In my last post I received a question about oatmeal in my comment section so I thought I'd make a new post on oatmeal. I'll share what I know, and I'd love to hear what you know.

Since my husband has very particular taste buds, I tried to make an oatmeal he would enjoy eating. He is able to choke down the maple and brown sugar prepackaged oatmeal, so I tried to make a copy cat. This is what I came up with:

MAPLE AND BROWN SUGAR OATMEAL
Combine:
1/2 c oats
2 tsp maple syrup
1 1/2 tsp brown sugar
1/8 tsp salt

Add:
2/3 c water

Microwave 1 minute 30 seconds


While I was experimenting, I learned a lot about oatmeal. First of all, I learned that the texture can be completely different depending on how it is made. You can leave it as it is in the box or chop it up in the blender. Microwaving or boiling it will change its consistency, along with the amount of water you put in it. Also, you can change the texture by how you boil it.
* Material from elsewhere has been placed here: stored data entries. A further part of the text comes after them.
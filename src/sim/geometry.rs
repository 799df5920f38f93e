//! Grid geometry and rotation helpers
//!
//! Positions are continuous `Vec3`s, but every comparison goes through
//! `CellKey`, which holds coordinates as integer thousandths. Two positions
//! are the same point exactly when their keys are equal.

use std::sync::OnceLock;

use glam::{Mat3, Mat4, Vec3};
use serde::{Deserialize, Serialize};

use crate::{round_to, round3};

/// Scale between a unit and a key step (3 decimal places)
const KEY_SCALE: f32 = 1000.0;
const KEY_UNIT: i32 = 1000;

/// Determinants smaller than this are treated as singular
const SINGULAR_EPSILON: f32 = 1e-6;

/// A position rounded to 3 decimal places, usable as a map key
#[derive(Debug, Clone, Copy, PartialEq, Eq, Hash, PartialOrd, Ord, Serialize, Deserialize)]
pub struct CellKey(pub [i32; 3]);

impl CellKey {
    pub fn from_vec3(v: Vec3) -> Self {
        Self([
            (v.x * KEY_SCALE).round() as i32,
            (v.y * KEY_SCALE).round() as i32,
            (v.z * KEY_SCALE).round() as i32,
        ])
    }

    pub fn to_vec3(self) -> Vec3 {
        Vec3::new(
            self.0[0] as f32 / KEY_SCALE,
            self.0[1] as f32 / KEY_SCALE,
            self.0[2] as f32 / KEY_SCALE,
        )
    }

    /// All three coordinates sit on integer grid lines
    #[inline]
    pub fn is_cell_center(self) -> bool {
        self.0.iter().all(|c| c % KEY_UNIT == 0)
    }
}

impl From<crate::world::Location> for CellKey {
    fn from(l: crate::world::Location) -> Self {
        Self([l.x * KEY_UNIT, l.y * KEY_UNIT, l.z * KEY_UNIT])
    }
}

/// Round every component to `places` decimal places
#[inline]
pub fn round_vec(v: Vec3, places: u32) -> Vec3 {
    Vec3::new(
        round_to(v.x, places),
        round_to(v.y, places),
        round_to(v.z, places),
    )
}

/// Round every component to the simulation's comparison precision
#[inline]
pub fn round3_vec(v: Vec3) -> Vec3 {
    Vec3::new(round3(v.x), round3(v.y), round3(v.z))
}

#[inline]
pub fn is_cell_center(v: Vec3) -> bool {
    CellKey::from_vec3(v).is_cell_center()
}

/// Any coordinate further than `limit` from the origin
#[inline]
pub fn is_out_of_bounds(v: Vec3, limit: f32) -> bool {
    v.abs().max_element() > limit
}

/// The neighbouring cell one step along `axis`
#[inline]
pub fn next_cell(position: Vec3, axis: Vec3) -> Vec3 {
    round3_vec(position + axis)
}

/// Snap a direction to a unit face normal (±X, ±Y or ±Z)
///
/// Returns `None` when the rounded direction is not exactly one unit axis.
pub fn face_normal(direction: Vec3) -> Option<Vec3> {
    let rounded = direction.round();
    let nonzero = rounded.to_array().iter().filter(|c| **c != 0.0).count();
    if nonzero == 1 && rounded.abs().max_element() == 1.0 {
        // Normalize -0.0 so keys and comparisons stay clean
        Some(rounded + Vec3::ZERO)
    } else {
        None
    }
}

/// Incremental rotation for a drag of (dx, dy)
///
/// Horizontal drags spin about the view Y axis, vertical drags about X.
pub fn drag_rotation(dx: f32, dy: f32, sensitivity: f32) -> Option<Mat4> {
    let length = (dx * dx + dy * dy).sqrt();
    if length <= f32::EPSILON || !length.is_finite() {
        return None;
    }
    let axis = Vec3::new(dy, dx, 0.0) / length;
    Some(Mat4::from_axis_angle(axis, length * sensitivity))
}

/// Inverse of `m`, or `None` when it is singular or not finite
pub fn try_inverse(m: &Mat4) -> Option<Mat4> {
    let det = m.determinant();
    if !det.is_finite() || det.abs() < SINGULAR_EPSILON {
        return None;
    }
    let inverse = m.inverse();
    inverse.is_finite().then_some(inverse)
}

/// The 24 rotations mapping the cube onto itself
pub fn axis_orientations() -> &'static [Mat3; 24] {
    static ORIENTATIONS: OnceLock<[Mat3; 24]> = OnceLock::new();
    ORIENTATIONS.get_or_init(|| {
        let axes = [
            Vec3::X,
            Vec3::NEG_X,
            Vec3::Y,
            Vec3::NEG_Y,
            Vec3::Z,
            Vec3::NEG_Z,
        ];
        let mut out = [Mat3::IDENTITY; 24];
        let mut n = 0;
        for x in axes {
            for y in axes {
                if x.dot(y) != 0.0 {
                    continue;
                }
                out[n] = Mat3::from_cols(x, y, x.cross(y));
                n += 1;
            }
        }
        out
    })
}

/// Nearest axis-aligned orientation to the rotation part of `m`
pub fn snap_to_axis(m: &Mat4) -> Mat4 {
    let current = Mat3::from_mat4(*m);
    let score = |candidate: &Mat3| {
        current.x_axis.dot(candidate.x_axis)
            + current.y_axis.dot(candidate.y_axis)
            + current.z_axis.dot(candidate.z_axis)
    };
    let best = axis_orientations()
        .iter()
        .max_by(|a, b| score(a).total_cmp(&score(b)))
        .copied()
        .unwrap_or(Mat3::IDENTITY);
    Mat4::from_mat3(best)
}

/// Index of `m` among the axis orientations, if it is one
pub fn orientation_index(m: &Mat4) -> Option<usize> {
    let rotation = Mat3::from_mat4(*m);
    axis_orientations()
        .iter()
        .position(|o| o.abs_diff_eq(rotation, 1e-4))
}

#[cfg(test)]
mod tests {
    use super::*;
    use proptest::prelude::*;
    use std::f32::consts::FRAC_PI_2;

    #[test]
    fn test_cell_center() {
        assert!(is_cell_center(Vec3::new(0.0, 2.0, -3.0)));
        assert!(is_cell_center(Vec3::new(0.0, 1.9999, 0.0)));
        assert!(!is_cell_center(Vec3::new(0.0, 1.999, 0.0)));
        assert!(!is_cell_center(Vec3::new(0.5, 0.0, 0.0)));
    }

    #[test]
    fn test_out_of_bounds() {
        assert!(!is_out_of_bounds(Vec3::new(2.0, -2.5, 0.0), 2.5));
        assert!(is_out_of_bounds(Vec3::new(0.0, -3.0, 0.0), 2.5));
        assert!(is_out_of_bounds(Vec3::new(0.0, 0.0, 10.001), 10.0));
    }

    #[test]
    fn test_next_cell() {
        let next = next_cell(Vec3::new(0.0, 0.0, 1.0), Vec3::Z);
        assert_eq!(CellKey::from_vec3(next), CellKey([0, 0, 2000]));
    }

    #[test]
    fn test_face_normal() {
        assert_eq!(face_normal(Vec3::new(0.0, -0.9999, 0.0001)), Some(Vec3::NEG_Y));
        assert_eq!(face_normal(Vec3::new(0.7, 0.7, 0.0)), None);
        assert_eq!(face_normal(Vec3::ZERO), None);
    }

    #[test]
    fn test_orientations_are_distinct_rotations() {
        let all = axis_orientations();
        for (i, a) in all.iter().enumerate() {
            assert!((a.determinant() - 1.0).abs() < 1e-6);
            for b in &all[i + 1..] {
                assert!(!a.abs_diff_eq(*b, 1e-4));
            }
        }
    }

    #[test]
    fn test_snap_to_axis() {
        let nearly = Mat4::from_rotation_z(FRAC_PI_2 - 0.2) * Mat4::from_rotation_x(0.1);
        let snapped = snap_to_axis(&nearly);
        assert!(snapped.abs_diff_eq(Mat4::from_rotation_z(FRAC_PI_2), 1e-5));
        assert!(orientation_index(&snapped).is_some());
        assert_eq!(orientation_index(&Mat4::from_rotation_z(0.3)), None);
    }

    #[test]
    fn test_try_inverse() {
        let r = Mat4::from_rotation_y(0.7);
        let inv = try_inverse(&r).unwrap();
        assert!((inv * r).abs_diff_eq(Mat4::IDENTITY, 1e-5));
        assert!(try_inverse(&Mat4::ZERO).is_none());
        assert!(try_inverse(&Mat4::from_scale(Vec3::new(1.0, 0.0, 1.0))).is_none());
        assert!(try_inverse(&Mat4::from_cols_array(&[f32::NAN; 16])).is_none());
    }

    #[test]
    fn test_drag_rotation() {
        assert!(drag_rotation(0.0, 0.0, 0.01).is_none());
        let r = drag_rotation(157.07964, 0.0, 0.01).unwrap();
        // Quarter turn about Y
        let v = r.transform_vector3(Vec3::X);
        assert!(v.abs_diff_eq(Vec3::NEG_Z, 1e-4));
    }

    proptest! {
        #[test]
        fn prop_rounding_is_stable(x in -100f32..100.0, y in -100f32..100.0, z in -100f32..100.0) {
            let v = round3_vec(Vec3::new(x, y, z));
            prop_assert_eq!(round3_vec(v), v);
            prop_assert_eq!(CellKey::from_vec3(v), CellKey::from_vec3(round3_vec(v)));
        }

        #[test]
        fn prop_key_equality_symmetric(x in -100f32..100.0, y in -100f32..100.0, z in -100f32..100.0) {
            let a = CellKey::from_vec3(Vec3::new(x, y, z));
            let b = CellKey::from_vec3(round_vec(Vec3::new(x, y, z), 3));
            prop_assert_eq!(a, a);
            prop_assert_eq!(a == b, b == a);
        }
    }
}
You can add the oatmeal in the water before you put in on heat, after it is boiling, or somewhere in between. And all this makes a difference in how it turns out. Quite complicated when you are trying to please a choosy eater.

I also learned something when my parents were visiting once. They eat oatmeal. For some reason I never knew that growing up. But also, I saw them eat it like you would cold cereal. They cook it and then pour milk all over it until it is floating. I was quite confused when I saw this, but maybe it is not that uncommon. I guess you can also cook it in milk too instead of water.

And for add ins - the sky is the limit. We like to add bananas, applesauce, raisins, berries, cinnamon, pumpkin pie spices, etc.

If you just can't bring yourself to eat it at breakfast, you can always try to work it into your baking. I like to substitute 3/4 cups of oatmeal for 1/2 cup of flour in my baked goods.

I would love to hear any oatmeal suggestions or favorites you might have. Please leave some comments if you have any!

I guess the point is that oatmeal is really good for you, and it isn't terribly expensive. With a bit of tinkering around, hopefully it can be worked into diets a bit more - including our family's.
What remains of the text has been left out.